▶ [EXERCISE OBJECTIVE]
From the entries, return every line where the string "Debug" shows up.

Collected data entries
---

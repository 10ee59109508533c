use crate::adapters::storage::{ObjectStorage, StorageError};
use async_trait::async_trait;
use bytes::Bytes;
use std::collections::HashMap;
use time::OffsetDateTime;
use tokio::sync::RwLock;

#[derive(Debug, Clone)]
struct StoredObject {
    data: Bytes,
    content_type: String,
    modified_at: OffsetDateTime,
}

/// Process-local object store. Contents are lost on restart.
#[derive(Debug, Default)]
pub struct MemoryStorage {
    objects: RwLock<HashMap<String, StoredObject>>,
}

impl MemoryStorage {
    #[must_use]
    pub fn new() -> Self {
        Self::default()
    }

    /// All stored keys, sorted.
    pub async fn keys(&self) -> Vec<String> {
        let mut keys: Vec<String> = self.objects.read().await.keys().cloned().collect();
        keys.sort();
        keys
    }

    pub async fn content_type(&self, key: &str) -> Option<String> {
        self.objects.read().await.get(key).map(|o| o.content_type.clone())
    }

    /// Stores an object with an explicit modification time.
    pub async fn put_at(&self, key: &str, data: Bytes, content_type: &str, modified_at: OffsetDateTime) {
        self.objects
            .write()
            .await
            .insert(key.to_string(), StoredObject { data, content_type: content_type.to_string(), modified_at });
    }
}

#[async_trait]
impl ObjectStorage for MemoryStorage {
    async fn put(&self, key: &str, data: Bytes, content_type: &str) -> Result<(), StorageError> {
        self.put_at(key, data, content_type, OffsetDateTime::now_utc()).await;
        Ok(())
    }

    async fn get(&self, key: &str) -> Result<Bytes, StorageError> {
        self.objects
            .read()
            .await
            .get(key)
            .map(|o| o.data.clone())
            .ok_or_else(|| StorageError::NotFound(key.to_string()))
    }

    async fn delete(&self, key: &str) -> Result<(), StorageError> {
        self.objects.write().await.remove(key);
        Ok(())
    }

    async fn list_older_than(&self, cutoff: OffsetDateTime) -> Result<Vec<String>, StorageError> {
        Ok(self
            .objects
            .read()
            .await
            .iter()
            .filter(|(_, o)| o.modified_at < cutoff)
            .map(|(k, _)| k.clone())
            .collect())
    }

    async fn check(&self) -> Result<(), StorageError> {
        Ok(())
    }
}
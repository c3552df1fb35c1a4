use anyhow::{Result, bail};
use stack_config::StackPaths;
use stack_registry::Stack;

pub fn run(
    paths: &StackPaths,
    pattern: &str,
    environment: Option<&str>,
    cmd: &[String],
) -> Result<()> {
    let stack = Stack::load(paths.clone())?;
    let service = stack.registry().find(pattern)?;
    let cmd = cmd.join(" ");

    let Some(command) = service.run_command(&cmd, environment, stack.settings(), stack.paths())
    else {
        bail!(
            "service '{}' on {} does not support running commands",
            service.name(),
            service.location()
        );
    };

    if !command.run_interactive()? {
        bail!("command failed in '{}'", service.name());
    }
    Ok(())
}
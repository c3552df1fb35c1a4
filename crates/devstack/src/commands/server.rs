use anyhow::Result;
use stack_config::StackPaths;
use stack_registry::Stack;

pub fn run(paths: &StackPaths, name: &str) -> Result<()> {
    let stack = Stack::load(paths.clone())?;
    let deploy = stack.deploy();
    let config = deploy.deploy_config(name)?;

    println!("user:        {}", config.user);
    println!("key:         {}", config.key);
    println!("port:        {}", config.port);
    if let Some(deploy_path) = &config.deploy_path {
        println!("deploy path: {deploy_path}");
    }
    if let Some(zip_name) = &config.zip_name {
        println!("zip name:    {zip_name}");
    }
    for address in &config.hostnames {
        match deploy.key_for_address(address) {
            Some(key) => println!("host:        {address} ({key})"),
            None => println!("host:        {address}"),
        }
    }
    Ok(())
}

---

▶ [RESPONSE BOX]
#[derive(Debug, Clone)]
#[derive(Debug, Default)]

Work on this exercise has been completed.